◆ Work to be completed
Where does the string "petgraph" occur in the records? Copy each line that holds it.

___ Information supplied ___

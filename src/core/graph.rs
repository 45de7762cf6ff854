// src/core/graph.rs — Task dependency graph for one goal
//
// Edges point from a dependency to its dependent. Nodes can only depend on
// nodes added before them, so the graph is acyclic by construction.

use std::collections::{HashMap, HashSet};

use petgraph::algo::toposort;
use petgraph::graph::{DiGraph, NodeIndex};
use petgraph::visit::Dfs;
use petgraph::Direction;
use serde::{Deserialize, Serialize};

use super::types::{TaskNode, TaskStatus};
use crate::infra::errors::GoalForgeError;

#[derive(Debug, Clone, Copy, PartialEq, Eq, Serialize, Deserialize)]
#[serde(rename_all = "lowercase")]
pub enum GraphStatus {
    Pending,
    Running,
    Completed,
    Partial,
    Failed,
}

impl GraphStatus {
    pub fn as_str(&self) -> &'static str {
        match self {
            GraphStatus::Pending => "pending",
            GraphStatus::Running => "running",
            GraphStatus::Completed => "completed",
            GraphStatus::Partial => "partial",
            GraphStatus::Failed => "failed",
        }
    }
}

impl std::fmt::Display for GraphStatus {
    fn fmt(&self, f: &mut std::fmt::Formatter<'_>) -> std::fmt::Result {
        f.write_str(self.as_str())
    }
}

#[derive(Debug)]
pub struct TaskGraph {
    goal_id: String,
    graph: DiGraph<TaskNode, ()>,
    index: HashMap<String, NodeIndex>,
    status: GraphStatus,
}

impl TaskGraph {
    pub fn new(goal_id: impl Into<String>) -> Self {
        Self {
            goal_id: goal_id.into(),
            graph: DiGraph::new(),
            index: HashMap::new(),
            status: GraphStatus::Pending,
        }
    }

    /// Fresh graph with a random goal id.
    pub fn for_new_goal() -> Self {
        Self::new(uuid::Uuid::new_v4().to_string())
    }

    /// Add a node. Every dependency must already be in the graph.
    pub fn add_task(&mut self, node: TaskNode) -> Result<NodeIndex, GoalForgeError> {
        if self.index.contains_key(&node.id) {
            return Err(GoalForgeError::InvalidGraph(format!(
                "duplicate task id '{}'",
                node.id
            )));
        }
        let mut dep_indices = Vec::with_capacity(node.dependencies.len());
        let mut seen = HashSet::new();
        for dep in &node.dependencies {
            if dep == &node.id {
                return Err(GoalForgeError::InvalidGraph(format!(
                    "task '{}' depends on itself",
                    node.id
                )));
            }
            let idx = self.index.get(dep).copied().ok_or_else(|| {
                GoalForgeError::InvalidGraph(format!(
                    "task '{}' depends on unknown task '{}'",
                    node.id, dep
                ))
            })?;
            if seen.insert(idx) {
                dep_indices.push(idx);
            }
        }

        let id = node.id.clone();
        let idx = self.graph.add_node(node);
        for dep_idx in dep_indices {
            self.graph.add_edge(dep_idx, idx, ());
        }
        self.index.insert(id, idx);
        Ok(idx)
    }

    pub fn goal_id(&self) -> &str {
        &self.goal_id
    }

    pub fn status(&self) -> GraphStatus {
        self.status
    }

    pub fn set_status(&mut self, status: GraphStatus) {
        self.status = status;
    }

    pub fn len(&self) -> usize {
        self.graph.node_count()
    }

    pub fn is_empty(&self) -> bool {
        self.graph.node_count() == 0
    }

    pub fn get(&self, id: &str) -> Option<&TaskNode> {
        self.index.get(id).map(|&idx| &self.graph[idx])
    }

    pub fn get_mut(&mut self, id: &str) -> Option<&mut TaskNode> {
        match self.index.get(id) {
            Some(&idx) => self.graph.node_weight_mut(idx),
            None => None,
        }
    }

    /// Nodes in declaration order.
    pub fn nodes(&self) -> impl Iterator<Item = &TaskNode> {
        self.graph.node_indices().map(move |idx| &self.graph[idx])
    }

    pub fn task_ids(&self) -> Vec<String> {
        self.nodes().map(|n| n.id.clone()).collect()
    }

    /// (dependency, dependent) pairs.
    pub fn edges(&self) -> Vec<(String, String)> {
        self.graph
            .raw_edges()
            .iter()
            .map(|e| {
                (
                    self.graph[e.source()].id.clone(),
                    self.graph[e.target()].id.clone(),
                )
            })
            .collect()
    }

    /// Pending nodes whose every dependency is done, in declaration order.
    pub fn ready_tasks(&self) -> Vec<String> {
        self.graph
            .node_indices()
            .filter(|&idx| self.graph[idx].status == TaskStatus::Pending)
            .filter(|&idx| {
                self.graph
                    .neighbors_directed(idx, Direction::Incoming)
                    .all(|dep| self.graph[dep].status == TaskStatus::Done)
            })
            .map(|idx| self.graph[idx].id.clone())
            .collect()
    }

    pub fn pending_tasks(&self) -> Vec<String> {
        self.nodes()
            .filter(|n| n.status == TaskStatus::Pending)
            .map(|n| n.id.clone())
            .collect()
    }

    /// Every node reachable from `id`, excluding `id`, in declaration order.
    pub fn transitive_dependents(&self, id: &str) -> Vec<String> {
        let Some(&start) = self.index.get(id) else {
            return Vec::new();
        };
        let mut reached = HashSet::new();
        let mut dfs = Dfs::new(&self.graph, start);
        while let Some(idx) = dfs.next(&self.graph) {
            if idx != start {
                reached.insert(idx);
            }
        }
        let mut out: Vec<NodeIndex> = reached.into_iter().collect();
        out.sort();
        out.into_iter()
            .map(|idx| self.graph[idx].id.clone())
            .collect()
    }

    /// A sink has no dependents.
    pub fn is_sink(&self, id: &str) -> bool {
        self.index
            .get(id)
            .map(|&idx| {
                self.graph
                    .neighbors_directed(idx, Direction::Outgoing)
                    .next()
                    .is_none()
            })
            .unwrap_or(false)
    }

    /// Outputs of the direct dependencies of `id` as (title, output).
    pub fn dependency_outputs(&self, id: &str) -> Vec<(String, String)> {
        let Some(node) = self.get(id) else {
            return Vec::new();
        };
        node.dependencies
            .iter()
            .filter_map(|dep| self.get(dep))
            .filter_map(|dep| dep.output.as_ref().map(|o| (dep.title.clone(), o.clone())))
            .collect()
    }

    pub fn topological_order(&self) -> Result<Vec<String>, GoalForgeError> {
        let order = toposort(&self.graph, None).map_err(|cycle| {
            GoalForgeError::InvalidGraph(format!(
                "cycle through task '{}'",
                self.graph[cycle.node_id()].id
            ))
        })?;
        Ok(order
            .into_iter()
            .map(|idx| self.graph[idx].id.clone())
            .collect())
    }

    pub fn total_tasks(&self) -> usize {
        self.len()
    }

    pub fn done_tasks(&self) -> usize {
        self.count(|s| s == TaskStatus::Done)
    }

    /// Includes nodes failed by a dependency.
    pub fn failed_tasks(&self) -> usize {
        self.count(|s| s.is_failed())
    }

    fn count(&self, pred: impl Fn(TaskStatus) -> bool) -> usize {
        self.nodes().filter(|n| pred(n.status)).count()
    }

    /// Terminal status from node outcomes. `partial` needs at least one done node.
    pub fn outcome(&self) -> GraphStatus {
        let done = self.done_tasks();
        if done == self.len() && done > 0 {
            GraphStatus::Completed
        } else if done > 0 {
            GraphStatus::Partial
        } else {
            GraphStatus::Failed
        }
    }

    /// Outputs of done sink nodes; falling back to all done outputs, then to a
    /// description of what failed.
    pub fn final_output(&self) -> String {
        let sinks: Vec<&str> = self
            .nodes()
            .filter(|n| n.status == TaskStatus::Done && self.is_sink(&n.id))
            .filter_map(|n| n.output.as_deref())
            .collect();
        if !sinks.is_empty() {
            return sinks.join("\n\n");
        }

        let done: Vec<&str> = self
            .nodes()
            .filter(|n| n.status == TaskStatus::Done)
            .filter_map(|n| n.output.as_deref())
            .collect();
        if !done.is_empty() {
            return done.join("\n\n");
        }

        let failures: Vec<String> = self
            .nodes()
            .filter(|n| n.status.is_failed())
            .map(|n| {
                format!(
                    "{}: {}",
                    n.title,
                    n.error.as_deref().unwrap_or("not completed")
                )
            })
            .collect();
        if failures.is_empty() {
            "No output produced.".to_string()
        } else {
            format!("All tasks failed.\n{}", failures.join("\n"))
        }
    }

    pub fn snapshot(&self) -> GraphSnapshot {
        GraphSnapshot {
            goal_id: self.goal_id.clone(),
            status: self.status,
            total_tasks: self.total_tasks(),
            done_tasks: self.done_tasks(),
            failed_tasks: self.failed_tasks(),
            nodes: self.nodes().cloned().collect(),
            edges: self.edges(),
        }
    }
}

/// Serializable view of a graph, as returned by inspect.
#[derive(Debug, Clone, Serialize, Deserialize)]
#[serde(rename_all = "camelCase")]
pub struct GraphSnapshot {
    pub goal_id: String,
    pub status: GraphStatus,
    pub total_tasks: usize,
    pub done_tasks: usize,
    pub failed_tasks: usize,
    pub nodes: Vec<TaskNode>,
    pub edges: Vec<(String, String)>,
}
#[tokio::test]
async fn test_full_harvest_persists_results() {
    let server = MockServer::start().await;
    let dir = TempDir::new().unwrap();
    let today = Utc::now().format("%B %-d, %Y").to_string();

    mount_page(
        &server,
        "/",
        listing_page(
            &[
                entry("Today One", "/img/1.png", &today),
                entry("Today Two", "/img/2.png", &today),
            ],
            None,
        ),
    )
    .await;
    mount_image(&server, "/img/1.png").await;
    mount_image(&server, "/img/2.png").await;

    let config = create_test_config(&server, &dir);
    let output = config.output.clone();

    // Leftovers from a previous run are removed
    std::fs::create_dir_all(&output.images_dir).unwrap();
    std::fs::write(Path::new(&output.images_dir).join("stale.png"), b"old").unwrap();

    let context = run_harvest_with(config, 1, Box::new(RecordingAnnotator::default()))
        .await
        .expect("Harvest failed");
    assert_eq!(context.article_count(), 2);

    assert!(!Path::new(&output.images_dir).join("stale.png").exists());

    let json = read_json(Path::new(&output.json_path)).unwrap();
    assert_eq!(json, context.articles);

    let storage = SqliteStorage::new(Path::new(&output.database_path)).unwrap();
    let rows = storage.load_articles().unwrap();
    assert_eq!(rows.len(), 2);
    assert_eq!(rows[0].article, context.articles[0]);
    assert_eq!(rows[1].article, context.articles[1]);
}

#[tokio::test]
async fn test_persisting_twice_is_idempotent() {
    let dir = TempDir::new().unwrap();
    let output = OutputConfig {
        images_dir: dir.path().join("docImages").to_string_lossy().to_string(),
        json_path: dir.path().join("articles.json").to_string_lossy().to_string(),
        database_path: dir.path().join("docarticles.db").to_string_lossy().to_string(),
    };

    let articles = vec![
        doc_harvest::Article {
            name: "Repeat".to_string(),
            date: "January 9, 2024".to_string(),
            comment_count: 3,
            ..Default::default()
        },
        doc_harvest::Article {
            name: "Repeat".to_string(),
            date: "January 8, 2024".to_string(),
            ..Default::default()
        },
    ];

    persist_articles(&articles, &output).unwrap();
    persist_articles(&articles, &output).unwrap();

    let storage = SqliteStorage::new(Path::new(&output.database_path)).unwrap();
    assert_eq!(storage.count_articles().unwrap(), 2);

    let stored: Vec<_> = storage
        .load_articles()
        .unwrap()
        .into_iter()
        .map(|row| row.article)
        .collect();
    assert_eq!(stored, articles);
    assert_eq!(read_json(Path::new(&output.json_path)).unwrap(), articles);
}
//! Output module for persisting harvest results
//!
//! This module handles:
//! - Writing the JSON snapshot of the collection
//! - Replacing the SQLite article table
//! - Reading the table back and reporting statistics

mod json;
pub mod stats;

pub use json::{read_json, write_json};
pub use stats::{load_statistics, print_statistics, ArticleStatistics};

use crate::article::Article;
use crate::config::OutputConfig;
use crate::storage::{SqliteStorage, Storage, StoredArticle};
use crate::HarvestError;
use std::path::Path;

/// Persists the run's collection to every configured sink
///
/// 1. JSON snapshot at `json_path` (whole file replaced)
/// 2. SQLite table at `database_path` (all rows replaced in one transaction)
/// 3. Read-back of the table, logged row by row
///
/// Any failure is returned to the caller and ends the run.
///
/// # Returns
///
/// * `Ok(Vec<StoredArticle>)` - The rows as read back from the database
/// * `Err(HarvestError)` - JSON, IO or database error
pub fn persist_articles(
    articles: &[Article],
    config: &OutputConfig,
) -> Result<Vec<StoredArticle>, HarvestError> {
    write_json(articles, Path::new(&config.json_path))?;

    let mut storage = SqliteStorage::new(Path::new(&config.database_path))?;
    store_articles(&mut storage, articles)
}

/// Replaces the stored articles and logs what the table now holds
pub fn store_articles(
    storage: &mut dyn Storage,
    articles: &[Article],
) -> Result<Vec<StoredArticle>, HarvestError> {
    let inserted = storage.replace_articles(articles)?;
    tracing::info!("Stored {} articles", inserted);

    let rows = storage.load_articles()?;
    for row in &rows {
        tracing::info!(
            "{} {} | {} | {} | {} | {} | {} | {}",
            row.id,
            row.article.name,
            row.article.link,
            row.article.image_link,
            row.article.date,
            row.article.author,
            row.article.category,
            row.article.comment_count
        );
    }

    Ok(rows)
}
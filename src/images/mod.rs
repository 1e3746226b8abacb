//! Image pipeline for article thumbnails
//!
//! This module contains:
//! - Downloading thumbnails to uniquely named local files
//! - Greedy word wrapping of overlay text
//! - Drawing the article title onto the thumbnail and saving it as PNG

mod annotate;
mod fetch;
mod layout;

pub use annotate::{
    annotated_path, decode_image, AnnotateError, Annotator, ImageKind, TitleOverlay,
    ANNOTATED_PREFIX,
};
pub use fetch::{image_basename, local_image_name, recreate_dir, ImageFetcher};
pub use layout::split_text;
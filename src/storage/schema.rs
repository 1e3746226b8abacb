//! Database schema definitions
//!
//! This module contains the SQL schema for the Doc-Harvest article table.
//! The `catagory` column keeps the spelling existing databases were created
//! with.

/// SQL schema for the database
pub const SCHEMA_SQL: &str = r#"
CREATE TABLE IF NOT EXISTS articles (
    id INTEGER PRIMARY KEY AUTOINCREMENT,
    name TEXT,
    link TEXT,
    imagelink TEXT,
    date DATE,
    author TEXT,
    catagory TEXT,
    commentcount INTEGER
);
"#;

/// Initializes the database schema
///
/// # Arguments
///
/// * `conn` - The database connection
///
/// # Returns
///
/// * `Ok(())` - Schema initialized successfully
/// * `Err(rusqlite::Error)` - Failed to initialize schema
pub fn initialize_schema(conn: &rusqlite::Connection) -> Result<(), rusqlite::Error> {
    conn.execute_batch(SCHEMA_SQL)?;
    Ok(())
}
use url::Url;

/// Resolves an `href` found on `base_url` to an absolute HTTP(S) URL
///
/// Returns None if the link should not be followed:
/// - empty or fragment-only hrefs
/// - javascript:, mailto:, tel: and data: links
/// - hrefs that do not resolve to an http or https URL
///
/// # Examples
///
/// ```
/// use url::Url;
/// use doc_harvest::url::resolve_link;
///
/// let base = Url::parse("https://doctorofcredit.com/page/2/").unwrap();
/// assert_eq!(
///     resolve_link("/page/3/", &base).unwrap().as_str(),
///     "https://doctorofcredit.com/page/3/"
/// );
/// assert!(resolve_link("#comments", &base).is_none());
/// ```
pub fn resolve_link(href: &str, base_url: &Url) -> Option<Url> {
    let href = href.trim();

    if href.is_empty() || href.starts_with('#') {
        return None;
    }

    if href.starts_with("javascript:")
        || href.starts_with("mailto:")
        || href.starts_with("tel:")
        || href.starts_with("data:")
    {
        return None;
    }

    let resolved = base_url.join(href).ok()?;
    match resolved.scheme() {
        "http" | "https" => Some(resolved),
        _ => None,
    }
}
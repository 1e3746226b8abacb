//! State module for tracking harvest progress
//!
//! This module provides the run-scoped state owned by the coordinator.
//!
//! # Components
//!
//! - `RunContext`: collected articles, the image ordinal and the stop flag

mod run_context;

// Re-export main types
pub use run_context::{RunContext, IMAGE_ORDINAL_SEED};
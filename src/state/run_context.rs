use crate::article::{is_within_timeframe, Article};
use chrono::{DateTime, Utc};

/// First ordinal handed to a fetched image
pub const IMAGE_ORDINAL_SEED: u64 = 10000;

/// Everything a single harvest run accumulates
///
/// A fresh context is created per run and owned by the coordinator.
#[derive(Debug, Clone)]
pub struct RunContext {
    /// Collected articles in discovery order
    pub articles: Vec<Article>,

    /// Prefix for the next fetched image file name
    pub image_ordinal: u64,

    /// Set once an article outside the recency window was collected
    pub reached_end_date: bool,

    /// "Now" for the recency window
    pub reference_time: DateTime<Utc>,

    /// Recency window in days
    pub num_days: u32,

    pub pages_visited: usize,
    pub pages_failed: usize,
}

impl RunContext {
    pub fn new(num_days: u32, reference_time: DateTime<Utc>) -> Self {
        Self {
            articles: Vec::new(),
            image_ordinal: IMAGE_ORDINAL_SEED,
            reached_end_date: false,
            reference_time,
            num_days,
            pages_visited: 0,
            pages_failed: 0,
        }
    }

    /// Appends a processed article and advances the run state
    ///
    /// The image ordinal moves on by one and, if the article's date is
    /// outside the recency window, the stop flag is raised. The flag is
    /// never cleared.
    ///
    /// # Returns
    ///
    /// Whether the article was within the recency window
    pub fn record(&mut self, article: Article) -> bool {
        let within = is_within_timeframe(&article.date, self.num_days, self.reference_time);
        if !within {
            if !self.reached_end_date {
                tracing::info!(
                    "Reached end date with '{}' ({}), finishing current page",
                    article.name,
                    article.date
                );
            }
            self.reached_end_date = true;
        }

        self.articles.push(article);
        self.image_ordinal += 1;
        within
    }

    pub fn article_count(&self) -> usize {
        self.articles.len()
    }
}
//! Command-line contract tests for the doc-harvest binary
//!
//! Every invalid day count must print usage on stdout and exit with status 4
//! before any configuration is loaded or request is made.

use std::process::{Command, Output};

fn run(args: &[&str]) -> Output {
    Command::new(env!("CARGO_BIN_EXE_doc-harvest"))
        .args(args)
        .output()
        .expect("failed to run doc-harvest")
}

fn assert_usage_exit(args: &[&str]) {
    let output = run(args);
    let stdout = String::from_utf8_lossy(&output.stdout);

    assert_eq!(output.status.code(), Some(4), "args {:?}", args);
    assert!(
        stdout.contains("Usage: doc-harvest [OPTIONS] <DAYS>"),
        "args {:?} printed {:?}",
        args,
        stdout
    );
}

#[test]
fn test_missing_days_exits_with_usage() {
    assert_usage_exit(&[]);
}

#[test]
fn test_empty_days_exits_with_usage() {
    assert_usage_exit(&[""]);
}

#[test]
fn test_non_positive_days_exit_with_usage() {
    assert_usage_exit(&["0"]);
    assert_usage_exit(&["-3"]);
}

#[test]
fn test_non_integer_days_exit_with_usage() {
    assert_usage_exit(&["abc"]);
    assert_usage_exit(&["2.5"]);
}

#[test]
fn test_missing_days_checked_before_config() {
    assert_usage_exit(&["--config", "/nonexistent/doc-harvest.toml"]);
}

#[test]
fn test_help_is_not_a_usage_error() {
    let output = run(&["--help"]);
    assert_eq!(output.status.code(), Some(0));
    assert!(String::from_utf8_lossy(&output.stdout).contains("DAYS"));
}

___

◆ Finished exercise
use petgraph::algo::toposort;
use petgraph::graph::{DiGraph, NodeIndex};
use petgraph::visit::Dfs;
use petgraph::Direction;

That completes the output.